The mechanisms of inflammasome involvement in IS were summarized in Figure 2.
FIGURE 2
4 Inflammasomes involves in cerebral ischemia-induced cell damage
4.1 Inflammasome and apoptosis
Apoptosis is an active process involving activation, expression and regulation of a series of genes. Activation of classical apoptosis occurs mainly through two pathways (Christgen et al., 2022). One is the extrinsic pathway, which is activated by activating apoptosis receptors on the cell surface, ultimately activating caspase-8 or caspase-10 (Gudipaty et al., 2018). The other is the endogenous pathway, also known as the mitochondrial apoptosis pathway, which starts with mitochondrial cytochrome C and activates caspase-9 (Tang et al., 2019a). Both pathways lead to a signal transduction cascade that ultimately leads to apoptosis through activation of caspase-3 (Wu et al., 2020a). Previous studies have shown that free radicals generated by cerebral ischemia-reperfusion are mainly released by mitochondria, leading to oxidative stress in neurons. Excessive production of reactive oxygen species in mitochondria can damage mitochondria and lipids, thereby impairing mitochondrial function and leading to increased permeability. Increased permeability of mitochondria releases cytochrome C, which activates caspases and leads to cell death after cerebral ischemia-reperfusion (DArcy, 2019). Kang et al. found that TRIM22 gene silencing inhibited the activation of NF-κB/NLRP3, thereby inhibiting neuroinflammation and apoptosis, indicating that TRIM22 may be a potential target for the treatment of brain I/R injury (Kang et al., 2021).
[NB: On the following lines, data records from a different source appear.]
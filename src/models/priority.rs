use serde::{Deserialize, Serialize};

#[derive(Debug, Clone, Default, Serialize, Deserialize)]
pub struct Priority {
    #[serde(default, deserialize_with = "super::lenient")]
    #[serde(skip_serializing_if = "Option::is_none")]
    pub name: Option<String>,
}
4.2 Inflammasome and autophagy
In the process of autophagy, autophagic vesicles are formed in cells, which wrap their own proteins or organelles, and then fuse with lysosomes and degrade them. There is a close relationship between the NLRP3 inflammasome and autophagy (Nakatogawa, 2020). On the one hand, the activation of NLRP3 inflammasome can regulate the induction of autophagy (Zhao and Zhang, 2019); on the other hand, autophagy can control the activation of inflammasome and its activity (Deretic et al., 2013). Together, they regulate the balance between host defense, inflammatory responses, and prevention of excessive inflammation, and form the necessary positive and negative feedback loops. Activation of caspase-1 inhibits autophagy induction and activates the inflammatory response, which is required for pathogen clearance (Kimmey and Stallings, 2016). However, excessive inflammatory responses can lead to organ and tissue damage and induce inflammatory diseases. Autophagy suppresses inflammatory responses by removing NLRP3 inflammasome activators and inflammatory components (Chang et al., 2021). Wang et al. found that inhibition of GSK-3β could downregulate NLRP3 expression by enhancing autophagy activity in cerebral ischemia-reperfusion injury, suggesting that GSK-3β may be its specific target (Wang et al., 2019). He et al. found that cerebral ischemia-reperfusion injury activates the NLRP3 inflammasome, increases the levels of caspase-1, IL-1β and IL-18, and enhances autophagy activity. Resveratrol is a specific NAD-dependent deacetylase sirtuin-1 (Sirt1) agonist. Cerebral infarct volume and cerebral water content decreased and neurological scores improved after resveratrol treatment. Intraventricular injection of 3-MA to inhibit autophagy blocked the inhibitory effect of resveratrol on NLRP3 inflammasome activation. Knockdown of Sirt1 significantly blocked resveratrol-induced autophagy activity and inhibition of NLRP3 inflammasome activation, and upregulated autophagy. This suggests that resveratrol has a protective effect on cerebral ischemia-reperfusion injury by inhibiting the activation of NLRP3 inflammasome by inhibiting Sirt1-dependent autophagy activity (He et al., 2017).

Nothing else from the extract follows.